# Running on "old fuel" ?



## richg99 (Nov 28, 2009)

Some locations, you cannot get anything but Ethanol crap. First time I put it in a boat, I had to replace the fuel lines and bulb within weeks. Seems it cleaned everything out from the portable tank; ruined the inner lining of the fuel line itself, and caused the bulb to stop working.
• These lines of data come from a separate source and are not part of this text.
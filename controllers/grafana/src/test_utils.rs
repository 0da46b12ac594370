//! Test utilities for unit testing the reconciler and the hooks
//!
//! Provides an in-memory `ObjectStore` with merge-patch semantics, and fixtures wiring
//! a `Plugin` to mocks.

use crate::cluster::ObjectStore;
use crate::config::PluginConfig;
use crate::error::PluginError;
use crate::groups::GroupManager;
use crate::lifecycle::Plugin;
use crate::models::{Environment, PermissionGrant};
use crate::reconciler::Reconciler;
use async_trait::async_trait;
use crds::{Grafana, GrafanaDatasource};
use keycloak_client::MockKeycloakClient;
use kube::{Resource, ResourceExt};
use serde::de::DeserializeOwned;
use serde::Serialize;
use serde_json::{Map, Value};
use std::collections::{BTreeMap, HashSet};
use std::sync::{Arc, Mutex, MutexGuard, PoisonError};

fn lock<T>(mutex: &Mutex<T>) -> MutexGuard<'_, T> {
    mutex.lock().unwrap_or_else(PoisonError::into_inner)
}

/// Apply an RFC 7386 JSON merge patch to `target`
pub fn merge_patch(target: &mut Value, patch: &Value) {
    let Value::Object(entries) = patch else {
        *target = patch.clone();
        return;
    };
    if !target.is_object() {
        *target = Value::Object(Map::new());
    }
    if let Value::Object(fields) = target {
        for (key, value) in entries {
            if value.is_null() {
                fields.remove(key);
            } else {
                merge_patch(fields.entry(key.clone()).or_insert(Value::Null), value);
            }
        }
    }
}

/// Number of calls per store verb
#[derive(Debug, Clone, Copy, Default, PartialEq, Eq)]
pub struct StoreCalls {
    pub creates: usize,
    pub patches: usize,
    pub deletes: usize,
}

/// In-memory namespaced store of one kind, keyed by name
///
/// Clones share the same state, so a test can keep a handle on a store it boxed into a
/// `Reconciler`.
pub struct MockObjectStore<K> {
    objects: Arc<Mutex<BTreeMap<String, K>>>,
    calls: Arc<Mutex<StoreCalls>>,
    // "verb" or "verb:name"
    failures: Arc<Mutex<HashSet<String>>>,
}

impl<K> Clone for MockObjectStore<K> {
    fn clone(&self) -> Self {
        Self {
            objects: Arc::clone(&self.objects),
            calls: Arc::clone(&self.calls),
            failures: Arc::clone(&self.failures),
        }
    }
}

impl<K> MockObjectStore<K>
where
    K: Resource + Clone + Serialize + DeserializeOwned,
{
    pub fn new() -> Self {
        Self {
            objects: Arc::new(Mutex::new(BTreeMap::new())),
            calls: Arc::new(Mutex::new(StoreCalls::default())),
            failures: Arc::new(Mutex::new(HashSet::new())),
        }
    }

    /// Store an object directly (for test setup)
    pub fn insert(&self, object: K) {
        lock(&self.objects).insert(object.name_any(), object);
    }

    pub fn get(&self, name: &str) -> Option<K> {
        lock(&self.objects).get(name).cloned()
    }

    pub fn names(&self) -> Vec<String> {
        lock(&self.objects).keys().cloned().collect()
    }

    pub fn len(&self) -> usize {
        lock(&self.objects).len()
    }

    pub fn calls(&self) -> StoreCalls {
        *lock(&self.calls)
    }

    /// Make every call of `verb` fail
    pub fn fail_on(&self, verb: &str) {
        lock(&self.failures).insert(verb.to_string());
    }

    /// Make `verb` fail for the object `name` only
    pub fn fail_on_object(&self, verb: &str, name: &str) {
        lock(&self.failures).insert(format!("{}:{}", verb, name));
    }

    fn check_failure(&self, verb: &str, name: Option<&str>) -> Result<(), PluginError> {
        let failures = lock(&self.failures);
        let targeted = name.is_some_and(|name| failures.contains(&format!("{}:{}", verb, name)));
        if failures.contains(verb) || targeted {
            return Err(PluginError::Cluster(format!(
                "injected {} failure{}",
                verb,
                name.map(|name| format!(" on {}", name)).unwrap_or_default()
            )));
        }
        Ok(())
    }
}

fn matches_selector(labels: &BTreeMap<String, String>, selector: &str) -> bool {
    selector
        .split(',')
        .filter(|term| !term.is_empty())
        .all(|term| match term.split_once('=') {
            Some((key, value)) => labels.get(key).map(String::as_str) == Some(value),
            None => false,
        })
}

#[async_trait]
impl<K> ObjectStore<K> for MockObjectStore<K>
where
    K: Resource + Clone + Serialize + DeserializeOwned + Send + Sync + 'static,
{
    async fn list(&self, selector: &str) -> Result<Vec<K>, PluginError> {
        self.check_failure("list", None)?;
        Ok(lock(&self.objects)
            .values()
            .filter(|object| matches_selector(object.labels(), selector))
            .cloned()
            .collect())
    }

    async fn create(&self, object: &K) -> Result<K, PluginError> {
        let name = object.name_any();
        self.check_failure("create", Some(&name))?;
        let mut objects = lock(&self.objects);
        if objects.contains_key(&name) {
            return Err(PluginError::Cluster(format!("{} already exists", name)));
        }
        objects.insert(name, object.clone());
        lock(&self.calls).creates += 1;
        Ok(object.clone())
    }

    async fn patch(&self, name: &str, patch: &Value) -> Result<K, PluginError> {
        self.check_failure("patch", Some(name))?;
        let mut objects = lock(&self.objects);
        let current = objects
            .get(name)
            .ok_or_else(|| PluginError::Cluster(format!("{} not found", name)))?;

        let mut merged = serde_json::to_value(current)?;
        merge_patch(&mut merged, patch);
        let patched: K = serde_json::from_value(merged)?;

        objects.insert(name.to_string(), patched.clone());
        lock(&self.calls).patches += 1;
        Ok(patched)
    }

    async fn delete(&self, name: &str) -> Result<(), PluginError> {
        self.check_failure("delete", Some(name))?;
        lock(&self.objects).remove(name);
        lock(&self.calls).deletes += 1;
        Ok(())
    }
}

/// Configuration with every required value set
pub fn test_config() -> PluginConfig {
    PluginConfig::from_lookup(|key| {
        let value = match key {
            "KEYCLOAK_URL" => "https://keycloak.example.com",
            "KEYCLOAK_REALM" => "dso",
            "KEYCLOAK_ADMIN" => "admin",
            "KEYCLOAK_ADMIN_PASSWORD" => "admin-password",
            "KEYCLOAK_CLIENT_SECRET_GRAFANA" => "oauth-secret",
            "GRAFANA_HOST" => "grafana.apps.example.com",
            "GRAFANA_URL" => "https://grafana.apps.example.com",
            "MIMIR_URL" => "http://mimir.monitoring:8080",
            _ => return None,
        };
        Some(value.to_string())
    })
    .unwrap()
}

pub fn env(name: &str, stage: &str) -> Environment {
    Environment {
        name: name.to_string(),
        stage: stage.to_string(),
        permissions: Vec::new(),
    }
}

pub fn grant(user_id: &str, ro: bool, rw: bool) -> PermissionGrant {
    PermissionGrant {
        user_id: user_id.to_string(),
        ro,
        rw,
    }
}

/// Plugin wired to mocks, with handles on the mocks
pub struct TestHarness {
    pub keycloak: MockKeycloakClient,
    pub instances: MockObjectStore<Grafana>,
    pub datasources: MockObjectStore<GrafanaDatasource>,
    pub plugin: Plugin,
}

impl TestHarness {
    /// Harness whose Keycloak already holds the root group of `acme`/`shop`
    pub fn new() -> Self {
        let keycloak = MockKeycloakClient::new("http://test-keycloak");
        keycloak.add_group("acme-shop");
        Self::with_keycloak(keycloak)
    }

    pub fn with_keycloak(keycloak: MockKeycloakClient) -> Self {
        let instances = MockObjectStore::new();
        let datasources = MockObjectStore::new();
        let plugin = Plugin::new(
            GroupManager::new(Box::new(keycloak.clone())),
            test_reconciler(&instances, &datasources),
        );
        Self {
            keycloak,
            instances,
            datasources,
            plugin,
        }
    }
}

pub fn test_reconciler(
    instances: &MockObjectStore<Grafana>,
    datasources: &MockObjectStore<GrafanaDatasource>,
) -> Reconciler {
    Reconciler::new(
        Arc::new(test_config()),
        Box::new(instances.clone()),
        Box::new(datasources.clone()),
    )
}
When I am here in TN for the summers, I can buy pure gasoline. Don't know what I am going to do when I get back to TX. Probably have to replace the same parts on this engine. Bah humbug.....

richg99


----------



## jmrodandgun (Sep 20, 2013)

http://pure-gas.org/


----------



## devrep (Feb 22, 2009)

use your boat more often


----------



## devrep (Feb 22, 2009)

if you replaced the fuel line and primer bulb it is now hopefully the ethanol resistant type. The worst thing is that if you have carbs and let ethanol fuel dry out in the float bowl it will clog the jets with this yellow crap that is about impossible to clean. In one of my dirt bikes that I don't use much I had to replace the pilot jet even though I have probes made to clean jets. could not get the probe thru the gunk. I only put non eth in my boat, bikes, lawn equipment. Mt truck I don't care, works fine with ethanol. btw gas would be even cheaper right now if they were not mandated to use ethanol.


----------